● **RAW DATA**:
────────

//! Search and filter operations.
//!
//! # Responsibility
//! - Select papers by free-text containment across descriptive fields.
//! - Apply independent optional filters combined with logical AND.
//!
//! # Invariants
//! - Output is always a subsequence of the input (no reorder, no duplicates).
//! - A blank search text selects everything.
//! - Absent filter fields are skipped; `year == 0` and empty keyword count as
//!   absent.

use crate::model::organism::Organism;
use crate::model::paper::{PaperRecord, UNKNOWN_YEAR};
use serde::{Deserialize, Serialize};

/// Returns papers whose title, keywords, abstract, authors, summary or
/// research focus contains `query`, ignoring case.
///
/// Whitespace-only queries return every input paper unchanged.
pub fn search_papers<'a, I>(papers: I, query: &str) -> Vec<&'a PaperRecord>
where
    I: IntoIterator<Item = &'a PaperRecord>,
{
    if query.trim().is_empty() {
        return papers.into_iter().collect();
    }

    let needle = query.to_lowercase();
    papers
        .into_iter()
        .filter(|paper| matches_text(paper, &needle))
        .collect()
}

fn matches_text(paper: &PaperRecord, needle: &str) -> bool {
    [
        &paper.title,
        &paper.keywords,
        &paper.abstract_text,
        &paper.authors,
        &paper.summary,
        &paper.research_focus,
    ]
    .into_iter()
    .any(|field| field.to_lowercase().contains(needle))
}

/// Optional filters; each `None` field is skipped.
#[derive(Debug, Clone, Default, PartialEq, Eq, Serialize, Deserialize)]
pub struct PaperFilter {
    /// Exact organism tag match.
    pub organism: Option<Organism>,
    /// Exact year match; `Some(0)` is treated as absent.
    pub year: Option<i32>,
    /// Case-insensitive substring of the keywords field; empty is absent.
    pub keyword: Option<String>,
}

impl PaperFilter {
    /// Returns whether no field restricts the result.
    pub fn is_empty(&self) -> bool {
        self.organism.is_none() && self.active_year().is_none() && self.active_keyword().is_none()
    }

    /// Returns whether `paper` passes every active predicate.
    pub fn matches(&self, paper: &PaperRecord) -> bool {
        if let Some(organism) = self.organism {
            if paper.organism != organism {
                return false;
            }
        }
        if let Some(year) = self.active_year() {
            if paper.year != year {
                return false;
            }
        }
        if let Some(keyword) = self.active_keyword() {
            if !paper
                .keywords
                .to_lowercase()
                .contains(&keyword.to_lowercase())
            {
                return false;
            }
        }
        true
    }

    fn active_year(&self) -> Option<i32> {
        self.year.filter(|year| *year != UNKNOWN_YEAR)
    }

    fn active_keyword(&self) -> Option<&str> {
        self.keyword.as_deref().filter(|keyword| !keyword.is_empty())
    }
}

/// Returns papers passing every active predicate of `filter`.
pub fn filter_papers<'a, I>(papers: I, filter: &PaperFilter) -> Vec<&'a PaperRecord>
where
    I: IntoIterator<Item = &'a PaperRecord>,
{
    papers
        .into_iter()
        .filter(|paper| filter.matches(paper))
        .collect()
}

/// Explore-page query: free text narrowed by filters.
#[derive(Debug, Clone, Default, PartialEq, Eq, Serialize, Deserialize)]
pub struct PaperQuery {
    pub text: String,
    pub filter: PaperFilter,
}

impl PaperQuery {
    /// Searches by `text`, then applies `filter`.
    pub fn apply<'a, I>(&self, papers: I) -> Vec<&'a PaperRecord>
    where
        I: IntoIterator<Item = &'a PaperRecord>,
    {
        filter_papers(search_papers(papers, &self.text), &self.filter)
    }

    /// Number of user-facing restrictions in effect: text, organism and year.
    /// The keyword filter narrows results but is not counted.
    pub fn active_filter_count(&self) -> usize {
        [
            !self.text.trim().is_empty(),
            self.filter.organism.is_some(),
            self.filter.active_year().is_some(),
        ]
        .into_iter()
        .filter(|active| *active)
        .count()
    }
}

#[cfg(test)]
mod tests {
    use super::{filter_papers, search_papers, PaperFilter, PaperQuery};
    use crate::model::organism::Organism;
    use crate::model::paper::PaperRecord;

    fn papers() -> Vec<PaperRecord> {
        vec![
            PaperRecord {
                id: 1,
                title: "Bone loss in mice".to_string(),
                keywords: "Microgravity, bone".to_string(),
                year: 2020,
                organism: Organism::Mice,
                ..PaperRecord::default()
            },
            PaperRecord {
                id: 2,
                title: "Root growth".to_string(),
                research_focus: "Gravitropism in Arabidopsis".to_string(),
                keywords: "plants".to_string(),
                year: 2021,
                organism: Organism::Plants,
                ..PaperRecord::default()
            },
        ]
    }

    #[test]
    fn search_covers_research_focus_case_insensitively() {
        let papers = papers();
        let hits = search_papers(&papers, "GRAVITROPISM");
        assert_eq!(hits.len(), 1);
        assert_eq!(hits[0].id, 2);
    }

    #[test]
    fn zero_year_and_empty_keyword_are_skipped() {
        let papers = papers();
        let filter = PaperFilter {
            organism: None,
            year: Some(0),
            keyword: Some(String::new()),
        };
        assert!(filter.is_empty());
        assert_eq!(filter_papers(&papers, &filter).len(), 2);
    }

    #[test]
    fn query_combines_text_and_filters() {
        let papers = papers();
        let query = PaperQuery {
            text: "bone".to_string(),
            filter: PaperFilter {
                organism: Some(Organism::Mice),
                year: Some(2020),
                keyword: Some("MICRO".to_string()),
            },
        };
        let hits = query.apply(&papers);
        assert_eq!(hits.iter().map(|paper| paper.id).collect::<Vec<_>>(), vec![1]);
        assert_eq!(query.active_filter_count(), 3);
        assert_eq!(PaperQuery::default().active_filter_count(), 0);
    }

    #[test]
    fn keyword_filter_is_not_counted_as_active() {
        let papers = papers();
        let query = PaperQuery {
            text: "  ".to_string(),
            filter: PaperFilter {
                keyword: Some("plants".to_string()),
                ..PaperFilter::default()
            },
        };
        assert_eq!(query.apply(&papers).len(), 1);
        assert_eq!(query.active_filter_count(), 0);
    }
}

────────

Reproduce, line for line, the material, starting at its first line, and end once the line holding "input paper unchanged." has been output.

//! Search and filter operations.
//!
//! # Responsibility
//! - Select papers by free-text containment across descriptive fields.
//! - Apply independent optional filters combined with logical AND.
//!
//! # Invariants
//! - Output is always a subsequence of the input (no reorder, no duplicates).
//! - A blank search text selects everything.
//! - Absent filter fields are skipped; `year == 0` and empty keyword count as
//!   absent.

use crate::model::organism::Organism;
use crate::model::paper::{PaperRecord, UNKNOWN_YEAR};
use serde::{Deserialize, Serialize};

/// Returns papers whose title, keywords, abstract, authors, summary or
/// research focus contains `query`, ignoring case.
///
/// Whitespace-only queries return every input paper unchanged.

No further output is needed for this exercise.